In a Los Angeles Times op-ed, editorial writer Sandra Hernandez asserted that "Republicans shouldn't shoulder all the blame for the failure to fix the nation's dysfunctional immigration system." Hernandez continued: "After all, we wouldn't be having this debate if Democrats had passed comprehensive immigration reform in 2010, when they controlled both the House and the Senate."
Similarly, in a Los Angeles Daily News op-ed titled, "Both parties to blame for failure to reform immigration," San Francisco Chronicle columnist Debra J. Saunders claimed that "Obama did not deliver on his 2008 promise to push an immigration bill during his first year in office, even though Democrats controlled the White House, Senate and House during the first two years of his presidency." She added:
Only after Democrats lost the House in 2010 did that lame-duck body pass the DREAM Act to offer citizenship to children brought into the country illegally by their parents. Because supporters couldn't deliver the 60 votes needed in the Senate -- five Democrats voted no -- it tanked.
Unfortunately, history can't be so easily airbrushed. As numerous fact-checks have noted, while the Democrats did control a majority of votes in the House for two years from 2009 to 2011, the same is not true of the Senate.
Mother Jones' Kevin Drum explained:
Until Al Franken was sworn in on July 7, the Democratic caucus in the Senate stood at 59. After that it was technically up to 60, but Ted Kennedy hadn't cast a vote in months and was housebound due to illness. He died a few weeks later and was replaced by Paul Kirk on September 24, finally bringing the Democratic majority up to 60 in practice as well as theory. After that the Senate was in session for 11 weeks before taking its winter recess, followed by three weeks until Scott Brown won Kennedy's seat in the Massachusetts special election.

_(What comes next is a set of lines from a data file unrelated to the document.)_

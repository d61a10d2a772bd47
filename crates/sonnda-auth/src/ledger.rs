//! Authorization ledger.
//!
//! Owns the doctor-patient grant workflow:
//!
//! - [`AuthorizationLedger::request_access`] creates a PENDING grant
//! - [`AuthorizationLedger::approve`] moves PENDING to APPROVED
//! - [`AuthorizationLedger::revoke`] moves PENDING or APPROVED to REVOKED
//! - [`AuthorizationLedger::expire`] persists APPROVED to EXPIRED once the
//!   approval window has elapsed
//!
//! Every transition writes exactly one history entry in the same store
//! transaction as the status change. An illegal transition writes nothing.
//!
//! Expiry is evaluated when a grant is read: an APPROVED grant past its
//! window is reported as EXPIRED by [`AuthorizationLedger::current_grant`]
//! whether or not `expire` has been called. A mutating call that finds a
//! lapsed approval persists the expiry before refusing the change.

use std::sync::Arc;
use std::time::Duration;

use time::OffsetDateTime;

use crate::AuthResult;
use crate::audit::AuditLog;
use crate::clock::Clock;
use crate::config::AuthConfig;
use crate::error::AuthError;
use crate::storage::{GrantStore, GrantTransaction, bounded};
use crate::types::{
    Grant, GrantId, GrantStatus, HistoryEntry, IdentityId, NewGrant, NewHistoryEntry, PatientId,
};

/// History reason recorded when an approval window lapses.
pub const EXPIRY_REASON: &str = "approval window elapsed";

/// A grant together with the status access decisions should use.
#[derive(Debug, Clone, PartialEq, Eq)]
pub struct CurrentGrant {
    pub grant: Grant,
    /// Status after the approval window is applied.
    pub effective_status: GrantStatus,
}

impl CurrentGrant {
    /// Returns `true` if the grant currently allows access.
    #[must_use]
    pub fn is_active(&self) -> bool {
        self.effective_status == GrantStatus::Approved
    }
}

/// The grant state machine and its history.
pub struct AuthorizationLedger {
    store: Arc<dyn GrantStore>,
    clock: Arc<dyn Clock>,
    approval_ttl: Option<Duration>,
    store_timeout: Duration,
    audit: AuditLog,
}

impl AuthorizationLedger {
    #[must_use]
    pub fn new(store: Arc<dyn GrantStore>, config: &AuthConfig, clock: Arc<dyn Clock>) -> Self {
        Self {
            store,
            clock,
            approval_ttl: config.ledger.approval_ttl,
            store_timeout: config.storage.operation_timeout,
            audit: AuditLog::new(config.audit.clone()),
        }
    }

    /// How long an approval stays effective, if it expires at all.
    #[must_use]
    pub fn approval_ttl(&self) -> Option<Duration> {
        self.approval_ttl
    }

    /// Creates a PENDING grant for `grantee` on `patient`.
    ///
    /// Earlier grants for the same pair are left as they are; the new one
    /// becomes the current grant for the pair.
    ///
    /// # Errors
    ///
    /// Returns a storage error if the grant cannot be inserted.
    pub async fn request_access(
        &self,
        grantee: IdentityId,
        patient: PatientId,
        requested_at: OffsetDateTime,
    ) -> AuthResult<Grant> {
        let previous = bounded(
            self.store_timeout,
            "grant.find_most_recent",
            self.store.find_most_recent(grantee, patient),
        )
        .await?;
        if let Some(previous) = previous {
            let status = previous.effective_status(requested_at, self.approval_ttl);
            if !status.is_terminal() {
                tracing::debug!(
                    grant_id = %previous.id,
                    status = %status,
                    "New access request supersedes a live grant"
                );
            }
        }

        let grant = bounded(
            self.store_timeout,
            "grant.insert",
            self.store.insert(NewGrant {
                grantee,
                patient,
                requested_at,
            }),
        )
        .await?;

        self.audit.grant_requested(&grant);
        Ok(grant)
    }

    /// Approves a PENDING grant.
    ///
    /// # Errors
    ///
    /// - `AuthError::NotFound` if the grant does not exist
    /// - `AuthError::InvalidTransition` if the grant is not PENDING,
    ///   including when a concurrent approval got there first
    pub async fn approve(
        &self,
        grant_id: GrantId,
        approver: IdentityId,
        now: OffsetDateTime,
    ) -> AuthResult<Grant> {
        self.transition(grant_id, GrantStatus::Approved, approver, None, now)
            .await
    }

    /// Revokes a PENDING or APPROVED grant.
    ///
    /// A PENDING grant revoked this way was declined or withdrawn before
    /// approval. An APPROVED grant whose window has elapsed is already
    /// expired and cannot be revoked.
    ///
    /// # Errors
    ///
    /// - `AuthError::NotFound` if the grant does not exist
    /// - `AuthError::InvalidTransition` if the grant is REVOKED or EXPIRED
    pub async fn revoke(
        &self,
        grant_id: GrantId,
        revoker: IdentityId,
        reason: Option<&str>,
        now: OffsetDateTime,
    ) -> AuthResult<Grant> {
        let reason = reason
            .map(str::trim)
            .filter(|r| !r.is_empty())
            .map(ToOwned::to_owned);
        self.transition(grant_id, GrantStatus::Revoked, revoker, reason, now)
            .await
    }

    /// Persists the expiry of an APPROVED grant whose window has elapsed.
    ///
    /// Access decisions never depend on this call.
    ///
    /// # Errors
    ///
    /// - `AuthError::NotFound` if the grant does not exist
    /// - `AuthError::InvalidTransition` if the grant is not APPROVED or its
    ///   window has not elapsed at `now`
    pub async fn expire(
        &self,
        grant_id: GrantId,
        actor: IdentityId,
        now: OffsetDateTime,
    ) -> AuthResult<Grant> {
        self.transition(
            grant_id,
            GrantStatus::Expired,
            actor,
            Some(EXPIRY_REASON.to_string()),
            now,
        )
        .await
    }

    /// Returns the current grant for the pair with expiry applied.
    ///
    /// # Errors
    ///
    /// Returns a storage error if the lookup fails.
    pub async fn current_grant(
        &self,
        grantee: IdentityId,
        patient: PatientId,
    ) -> AuthResult<Option<CurrentGrant>> {
        let grant = bounded(
            self.store_timeout,
            "grant.find_most_recent",
            self.store.find_most_recent(grantee, patient),
        )
        .await?;
        let now = self.clock.now();
        Ok(grant.map(|grant| self.with_effective_status(grant, now)))
    }

    /// Looks up a single grant with expiry applied.
    ///
    /// # Errors
    ///
    /// Returns `AuthError::NotFound` if the grant does not exist.
    pub async fn grant(&self, grant_id: GrantId) -> AuthResult<CurrentGrant> {
        let grant = bounded(
            self.store_timeout,
            "grant.find_by_id",
            self.store.find_by_id(grant_id),
        )
        .await?
        .ok_or_else(|| AuthError::not_found("grant", grant_id))?;
        Ok(self.with_effective_status(grant, self.clock.now()))
    }

    /// Lists the grants on a patient record, most recent first, with
    /// expiry applied.
    ///
    /// # Errors
    ///
    /// Returns a storage error if the lookup fails.
    pub async fn grants_for_patient(&self, patient: PatientId) -> AuthResult<Vec<CurrentGrant>> {
        let grants = bounded(
            self.store_timeout,
            "grant.list_for_patient",
            self.store.list_for_patient(patient),
        )
        .await?;
        let now = self.clock.now();
        Ok(grants
            .into_iter()
            .map(|grant| self.with_effective_status(grant, now))
            .collect())
    }

    /// Returns the history of a grant, oldest first.
    ///
    /// # Errors
    ///
    /// Returns `AuthError::NotFound` if the grant does not exist.
    pub async fn history(&self, grant_id: GrantId) -> AuthResult<Vec<HistoryEntry>> {
        let exists = bounded(
            self.store_timeout,
            "grant.find_by_id",
            self.store.find_by_id(grant_id),
        )
        .await?
        .is_some();
        if !exists {
            return Err(AuthError::not_found("grant", grant_id));
        }

        bounded(
            self.store_timeout,
            "grant.list_history",
            self.store.list_history(grant_id),
        )
        .await
    }

    fn with_effective_status(&self, grant: Grant, now: OffsetDateTime) -> CurrentGrant {
        let effective_status = grant.effective_status(now, self.approval_ttl);
        CurrentGrant {
            grant,
            effective_status,
        }
    }

    async fn transition(
        &self,
        grant_id: GrantId,
        target: GrantStatus,
        actor: IdentityId,
        reason: Option<String>,
        now: OffsetDateTime,
    ) -> AuthResult<Grant> {
        let timeout = self.store_timeout;
        let mut tx = bounded(timeout, "grant.begin", self.store.begin()).await?;

        let current = bounded(timeout, "grant.find_for_update", tx.find_for_update(grant_id))
            .await?
            .ok_or_else(|| AuthError::not_found("grant", grant_id))?;

        let effective = current.effective_status(now, self.approval_ttl);
        let lapsed = current.status == GrantStatus::Approved && effective == GrantStatus::Expired;

        if target == GrantStatus::Expired {
            // Only an approval whose window has elapsed may be expired.
            if !lapsed {
                return Err(self.reject(grant_id, current.status, target));
            }
        } else if lapsed {
            // The stored row catches up with the window before the change is refused.
            let persisted = self
                .apply(
                    tx,
                    &current,
                    GrantStatus::Expired,
                    actor,
                    Some(EXPIRY_REASON.to_string()),
                    now,
                )
                .await;
            match persisted {
                Ok((expired, entry)) => self.audit.grant_transitioned(&expired, &entry),
                Err(AuthError::Conflict { .. }) => {}
                Err(e) => return Err(e),
            }
            return Err(self.reject(grant_id, GrantStatus::Expired, target));
        } else if !effective.can_transition_to(target) {
            return Err(self.reject(grant_id, effective, target));
        }

        let (updated, entry) = self
            .apply(tx, &current, target, actor, reason, now)
            .await
            .map_err(|e| conflict_as(e, effective, target))?;

        self.audit.grant_transitioned(&updated, &entry);
        Ok(updated)
    }

    /// Writes one status change and its history entry, then commits.
    async fn apply(
        &self,
        mut tx: Box<dyn GrantTransaction>,
        current: &Grant,
        target: GrantStatus,
        actor: IdentityId,
        reason: Option<String>,
        now: OffsetDateTime,
    ) -> AuthResult<(Grant, HistoryEntry)> {
        let timeout = self.store_timeout;
        let updated = bounded(
            timeout,
            "grant.update_status",
            tx.update_status(current.id, current.status, target, now),
        )
        .await?;

        let entry = bounded(
            timeout,
            "grant.insert_history",
            tx.insert_history(NewHistoryEntry {
                grant_id: current.id,
                old_status: current.status,
                new_status: target,
                changed_by: actor,
                reason,
                changed_at: now,
            }),
        )
        .await?;

        bounded(timeout, "grant.commit", tx.commit()).await?;
        Ok((updated, entry))
    }

    fn reject(&self, grant_id: GrantId, from: GrantStatus, to: GrantStatus) -> AuthError {
        tracing::debug!(
            grant_id = %grant_id,
            from = %from,
            to = %to,
            "Rejected grant transition"
        );
        AuthError::invalid_transition(from, to)
    }
}

/// A concurrent writer changed the grant first.
fn conflict_as(err: AuthError, from: GrantStatus, to: GrantStatus) -> AuthError {
    match err {
        AuthError::Conflict { .. } => AuthError::invalid_transition(from, to),
        other => other,
    }
}
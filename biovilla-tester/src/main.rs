mod logic;
mod util;

use anyhow::{Context, Result};
use biovilla_game::{EmbeddedContent, GameConfig, GameEngine, JsonContent};
use clap::{Parser, ValueEnum};
use colored::Colorize;
use std::fs::File;
use std::io::{BufWriter, Write, stdout};
use std::path::{Path, PathBuf};
use std::sync::Arc;
use std::time::Instant;

use logic::{GameTester, LogicTester, ScenarioResult, get_scenario, list_scenarios};
use util::split_csv;

#[derive(Debug, Clone, Copy, PartialEq, Eq, ValueEnum)]
pub enum ReportFormat {
    Console,
    Json,
    Markdown,
}

#[derive(Debug, Parser)]
#[command(name = "biovilla-tester", version = "0.1.0")]
#[command(about = "Automated playthrough testing for the BioVilla game logic")]
struct Args {
    /// Scenarios to run (comma-separated, or `all`)
    #[arg(long, default_value = "smoke")]
    scenarios: String,

    /// List all available scenarios and exit
    #[arg(long)]
    list_scenarios: bool,

    /// Seeds to run (comma-separated decimal or 0x hex, or `default`)
    #[arg(long, default_value = "1337")]
    seeds: String,

    /// Number of iterations per scenario and seed
    #[arg(long, default_value_t = 10)]
    iterations: usize,

    /// Output report format
    #[arg(long, value_enum, default_value_t = ReportFormat::Console)]
    report: ReportFormat,

    /// Optional path to write the report output instead of stdout
    #[arg(long)]
    output: Option<PathBuf>,

    /// JSON file overriding the default game configuration
    #[arg(long)]
    config: Option<PathBuf>,

    /// JSON file replacing the embedded game content
    #[arg(long)]
    content: Option<PathBuf>,

    /// Verbose output
    #[arg(short, long)]
    verbose: bool,
}

fn main() -> Result<()> {
    env_logger::init();
    let args = Args::parse();

    if maybe_list_scenarios(&args)? {
        return Ok(());
    }

    announce_banner();

    let start_time = Instant::now();
    let scenarios = expand_scenarios(&args.scenarios);
    let seeds = logic::resolve_seed_inputs(&split_csv(&args.seeds))?;
    let engine = build_engine(args.config.as_deref(), args.content.as_deref())?;
    let game_tester = GameTester::new(Arc::new(engine), args.verbose);

    let results = run_logic_scenarios(&args, &scenarios, &seeds, &game_tester);
    write_reports(&args, &results, start_time)?;

    if results.iter().any(|r| !r.passed) {
        std::process::exit(1);
    }

    Ok(())
}

fn maybe_list_scenarios(args: &Args) -> Result<bool> {
    if !args.list_scenarios {
        return Ok(false);
    }
    let mut output_target = OutputTarget::new(args.output.clone())?;
    writeln!(output_target.writer(), "Available scenarios:")?;
    for (key, description) in list_scenarios() {
        writeln!(output_target.writer(), "  {key:25} - {description}")?;
    }
    output_target.flush_inner()?;
    Ok(true)
}

fn announce_banner() {
    println!("{}", "🧬 BioVilla Automated Tester".bright_cyan().bold());
    println!("{}", "================================".cyan());
}

fn expand_scenarios(scenarios_arg: &str) -> Vec<String> {
    let mut scenarios = split_csv(scenarios_arg);
    if scenarios.contains(&"all".to_string()) {
        scenarios.retain(|s| s != "all");
        for (key, _) in list_scenarios() {
            if !scenarios.iter().any(|s| s == key) {
                scenarios.push(key.to_string());
            }
        }
    }
    scenarios
}

fn build_engine(config: Option<&Path>, content: Option<&Path>) -> Result<GameEngine> {
    let config = match config {
        Some(path) => {
            let json = std::fs::read_to_string(path)
                .with_context(|| format!("failed to read {}", path.display()))?;
            GameConfig::from_json(&json)
                .with_context(|| format!("invalid configuration in {}", path.display()))?
        }
        None => GameConfig::default(),
    };
    let engine = match content {
        Some(path) => {
            let json = std::fs::read_to_string(path)
                .with_context(|| format!("failed to read {}", path.display()))?;
            GameEngine::new(&JsonContent::new(json), config)
                .with_context(|| format!("invalid content in {}", path.display()))?
        }
        None => GameEngine::new(&EmbeddedContent, config).context("embedded content")?,
    };
    log::info!(
        "engine ready: {} zones, {} villagers",
        engine.content().zones.len(),
        engine.content().villagers.len()
    );
    Ok(engine)
}

fn run_logic_scenarios(
    args: &Args,
    scenarios: &[String],
    seeds: &[u64],
    game_tester: &GameTester,
) -> Vec<ScenarioResult> {
    println!("{}", "🧠 Running Logic Tests".bright_yellow().bold());
    println!("{}", "-".repeat(30).yellow());

    let logic_tester = LogicTester::new(game_tester.clone());
    let mut results = Vec::new();

    for scenario_name in scenarios {
        if let Some(scenario) = get_scenario(scenario_name) {
            results.extend(logic_tester.run_scenario(&scenario, seeds, args.iterations));
        } else {
            eprintln!("⚠️  Unknown scenario: {}", scenario_name.yellow());
        }
    }

    results
}

fn write_reports(args: &Args, results: &[ScenarioResult], start_time: Instant) -> Result<()> {
    let mut output_target = OutputTarget::new(args.output.clone())?;
    match args.report {
        ReportFormat::Json => {
            if results.is_empty() {
                writeln!(&mut output_target, "[]")?;
            } else {
                logic::reports::generate_json_report(&mut output_target, results)?;
            }
        }
        ReportFormat::Markdown => {
            if results.is_empty() {
                writeln!(
                    &mut output_target,
                    "# BioVilla Logic Test Results\n\n_No scenarios executed._"
                )?;
            } else {
                logic::reports::generate_markdown_report(&mut output_target, results)?;
            }
        }
        ReportFormat::Console => {
            if results.is_empty() {
                writeln!(&mut output_target, "No logic scenarios executed.")?;
            } else {
                logic::reports::generate_console_report(
                    &mut output_target,
                    results,
                    start_time.elapsed(),
                )?;
            }
            let duration = start_time.elapsed();
            writeln!(&mut output_target)?;
            writeln!(&mut output_target, "🏁 Total time: {duration:?}")?;
        }
    }
    output_target.flush_inner()?;
    Ok(())
}

enum OutputTarget {
    Stdout(BufWriter<std::io::Stdout>),
    File(BufWriter<File>),
}

impl OutputTarget {
    fn new(path: Option<PathBuf>) -> Result<Self> {
        if let Some(path) = path {
            let file = File::create(&path)
                .with_context(|| format!("failed to create {}", path.display()))?;
            Ok(Self::File(BufWriter::new(file)))
        } else {
            Ok(Self::Stdout(BufWriter::new(stdout())))
        }
    }

    fn writer(&mut self) -> &mut dyn Write {
        match self {
            Self::Stdout(w) => w,
            Self::File(w) => w,
        }
    }

    fn flush_inner(&mut self) -> std::io::Result<()> {
        match self {
            Self::Stdout(w) => w.flush(),
            Self::File(w) => w.flush(),
        }
    }
}

impl Write for OutputTarget {
    fn write(&mut self, buf: &[u8]) -> std::io::Result<usize> {
        self.writer().write(buf)
    }

    fn flush(&mut self) -> std::io::Result<()> {
        self.flush_inner()
    }
}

So that means Democrats had an effective filibuster-proof majority for about 14 weeks. Did they squander it? I guess you can make that case, but there's a very limited amount you can do in the Senate in 14 weeks. Given the reality of what it takes to move legislation through committee and onto the floor (keeping in mind that the filibuster isn't the minority party's only way to slow things down), I think you might make the case, at most, that a single additional piece of legislation could have been forced through during that period. But probably not much more than that. Democrats basically had a filibuster-proof majority for about three months. That's just not very long.